При виде своего кумира поклонницы зашумели и зааплодировали. Илларион дождался, пока они успокоятся, и дал отмашку. Тотчас откуда-то из-за занавеса тихонько вступил рояль. После небольшой прелюдии публика услышала звучащий немного в нос приятный баритон артиста:
Ах, где же вы, мой маленький креольчик,
Мой смуглый принц с Антильских островов,
Мой маленький китайский колокольчик,
Капризный, как дитя, как песенка без слов?
Такой беспомощный, как дикий одуванчик,
Такой изысканный, изящный и простой,
Как пуст без вас мой старый балаганчик,
Как бледен ваш Пьеро, как плачет он порой!
Куда же вы ушли, мой маленький креольчик,
Мой смуглый принц с Антильских островов,
Мой маленький китайский колокольчик,
Капризный, как дитя, как песенка без слов?6 Пока Ниночка слушала Иллариона, ей казалось, что он, исполняя песню, обращается непосредственно к ней. Актриса вспомнила начало их романа, как они были поглощены и наполнены друг другом, не хотели ни на миг расставаться и желали только одного – чтобы весь мир оставил их в покое.
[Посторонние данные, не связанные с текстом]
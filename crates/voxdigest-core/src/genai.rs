//! Shared plumbing for the Google Generative Language REST API.
//!
//! All Gemini-backed calls (transcription, summarization, the decorative
//! image and quote fetches) go through `generateContent` with the same
//! request envelope and response shape, so the request/response handling
//! lives here and the callers only build bodies and pick parts out.

use anyhow::{Context, Result};
use serde::Deserialize;

const GEMINI_BASE_URL: &str = "https://generativelanguage.googleapis.com/v1beta/models";

/// Default model for text generation (transcription, summary, quote)
pub(crate) const DEFAULT_TEXT_MODEL: &str = "gemini-2.0-flash";

/// Model used for the decorative image fetch
pub(crate) const DEFAULT_IMAGE_MODEL: &str = "gemini-2.0-flash-preview-image-generation";

/// Response structure for `generateContent`
#[derive(Debug, Deserialize)]
pub(crate) struct GenerateContentResponse {
    #[serde(default)]
    candidates: Vec<Candidate>,
}

#[derive(Debug, Deserialize)]
struct Candidate {
    content: CandidateContent,
}

#[derive(Debug, Deserialize)]
struct CandidateContent {
    #[serde(default)]
    parts: Vec<Part>,
}

#[derive(Debug, Deserialize)]
struct Part {
    #[serde(default)]
    text: Option<String>,
    #[serde(default, rename = "inlineData")]
    inline_data: Option<InlineData>,
}

#[derive(Debug, Deserialize)]
pub(crate) struct InlineData {
    #[serde(rename = "mimeType")]
    pub mime_type: String,
    pub data: String,
}

impl GenerateContentResponse {
    /// First text part of the first candidate, if any
    pub fn first_text(&self) -> Option<&str> {
        self.candidates
            .first()?
            .content
            .parts
            .iter()
            .find_map(|p| p.text.as_deref())
    }

    /// First inline-data part of the first candidate, if any
    pub fn first_inline_data(&self) -> Option<&InlineData> {
        self.candidates
            .first()?
            .content
            .parts
            .iter()
            .find_map(|p| p.inline_data.as_ref())
    }
}

/// Call `generateContent` on the given model.
///
/// The body must be a complete request envelope (`contents`, optional
/// `generationConfig`). API errors surface the status and response body.
pub(crate) async fn generate_content(
    client: &reqwest::Client,
    api_key: &str,
    model: &str,
    body: serde_json::Value,
    timeout_secs: u64,
) -> Result<GenerateContentResponse> {
    let url = format!("{GEMINI_BASE_URL}/{model}:generateContent");

    let response = client
        .post(&url)
        .header("x-goog-api-key", api_key)
        .json(&body)
        .timeout(std::time::Duration::from_secs(timeout_secs))
        .send()
        .await
        .context("Failed to send request")?;

    if !response.status().is_success() {
        let status = response.status();
        let error_text = response
            .text()
            .await
            .unwrap_or_else(|_| "Unknown error".to_string());
        anyhow::bail!("Gemini API error ({status}): {error_text}");
    }

    let text = response.text().await.context("Failed to get response text")?;
    serde_json::from_str(&text).context("Failed to parse Gemini response")
}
Однако ближе к концу номера перед ее глазами стали один за другим возникать эпизоды их совместной жизни, когда Илларион был к ней несправедлив, унижал ее и частенько оскорблял. Тогда она, поддавшись какому-то неосознанному импульсу, не совладав с накопившимся в душе гневом, прошептала на ухо генералу:
– Его зовут Илларион, он в нашем театре играет. Я уже так устала от его нападок. Он все время надо мной смеется.
– Пачиму? – спросил Шамиль.
– Не считает меня актрисой. Говорит, что я бездарность и все такое…
Ермолов тут же прекратил трапезу и гневно посмотрел на Иллариона, который к тому времени уже пел вторую песню:
И вот мне приснилось, что сердце мое не болит.
Оно – колокольчик фарфоровый в желтом Китае.
На пагоде пестрой висит и приветно звонит,
В эмалевом небе дразня журавлиные стаи.
А кроткая девушка в платье из красных шелков,
Где золотом вышиты осы, цветы и драконы,
С поджатыми ножками смотрит без мысли, без слов,
Внимательно слушая мягкие, легкие звоны.7
Генерал несколько мгновений о чем-то думал, потом наклонился к одному из своих ординарцев и что-то прошептал ему на ухо. Тот, выслушав своего начальника, согласно кивнул и, встав из-за стола, направился к сцене. К тому времени Илларион уже окончил петь.
– Как вам? – спросил Давид Борисович у своей спутницы, аплодируя Иллариону.